Lumbarjack – What the Beep?

One of the many good things about game bundles is that you can find yourself playing games that you previously knew absolutely nothing about. In an industry that thrives on PR, previews, preorders and all that other bullshit, being able to play a game with absolutely no preconceived notions is refreshing.

So, Beep. What the Beep is it? I have no fucking idea, but I’m about to find out.

Beep is both a physics-based, puzzle platformer, and the name of the robots you control in said game. I say robots, because according to the deep and ancient lore of the game, the ship you control serves as a manufacturing plant for the B.E.E.P. robots, which is a handy, diegetic way around the usual platformer trope of constant death.

The Beep-bots have the ability to roll around, fly thanks to short-burn thrusters, shoot, and manipulate the environment with a gravity gun, and you’ll often find yourself needing to use most or all of these tricks to complete the various puzzles the game throws at you.
As with Rochard, I can’t help but think the presence of a gun is unnecessary, and if it had been removed from the earliest design documents the game could have been more interesting for it. If we are controlling exploratory robots on alien worlds, is it even necessary to have enemies as opposed to environmental hazards? And if we do need enemies, couldn’t we deal with them in more emergent ways; using our gravity gun, our wheels, or the environment itself?

How well you like Beep will come down to two things – how much ‘cutesy’ you can stomach, and how high your frustration threshold is.
Personally I have nothing against cutesy, but the graphics on display here are quite simple and the whole package is reminiscent of edutainment games of yore.

Beneath that overly-cute façade, though, is a solid game. It’s a physics puzzler wearing the face of a platformer like some twisted cartoon serial killer. What this means in actuality, is that you’ll generally proceed from left to right, jumping over bottomless chasms and dispatching enemies – but this platforming is really just a vehicle to transport you between the physics-based puzzles that make up the meat and potatoes of the game.

There are two facets to the physics play. Firstly, the wheels of your Beeps have a certain amount of stickiness and this cohesion can occasionally let you cheese through environments or puzzles in ways that might not be completely legitimate, but sure are satisfying.

Second is the official way of manipulating the environment – that recent gaming staple – the gravity gun. You can pick up deceased enemies, rocks and blocks of scenery and use them to block lasers, stack them to climb to unreachable areas, or use the gun to manipulate more-permanent parts of the environment; move platforms around so you can make a jump, manipulate interlocked pieces in the form of a sliding puzzle so you can pass through, or even dismantle the scenery so the path ahead is clear.
By World 2-2 things start to get difficult, and it will take some genuine effort to get through a level with all three shiny anti-matter, golden chunklets in hand.
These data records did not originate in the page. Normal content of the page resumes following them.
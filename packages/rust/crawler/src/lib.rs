//! Crawl worker for rules that fetch a URL.
//!
//! This crate provides:
//! - [`CrawlMaster`]: bounded, rate-limited fetch pool; implements
//!   [`fieldmap_mapping::CrawlGateway`]
//! - [`CrawlHandle`]: observes one fetch through its [`FetchState`]
//! - [`compute_hash`]: SHA-256 of a response body

mod fetch;
mod master;

pub use fetch::{FIELD_CONTENT_HASH, FIELD_FETCHED_AT, FIELD_URL, compute_hash};
pub use master::{CrawlHandle, CrawlMaster, FetchState};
The aforementioned frustration comes from a bit of jankiness with the physics and the sparse checkpoints. I managed to get not one, but two blocks stuck in two seperate movable platforms, rendering that puzzle, well, fucked. There are various times when a minor slip-up can see the puzzle pieces you need lost down a bottomless pit and the only recourse is to kill yourself or hit restart. It’s not a huge issue, but as the puzzles get more complicated, the last thing you want is for the game itself to get in the way of you finishing them.

Big Fat Alien appear to have thought of every possible combination of elements in the creation of the puzzles in Beep. If they set out to make a simple-looking, yet complex physics puzzler then they knocked it out of the park. It won’t be for everyone, either due to the aesthetics, or the fact that it’s yet another puzzle platformer, but it does everything it set out to do, and does it well.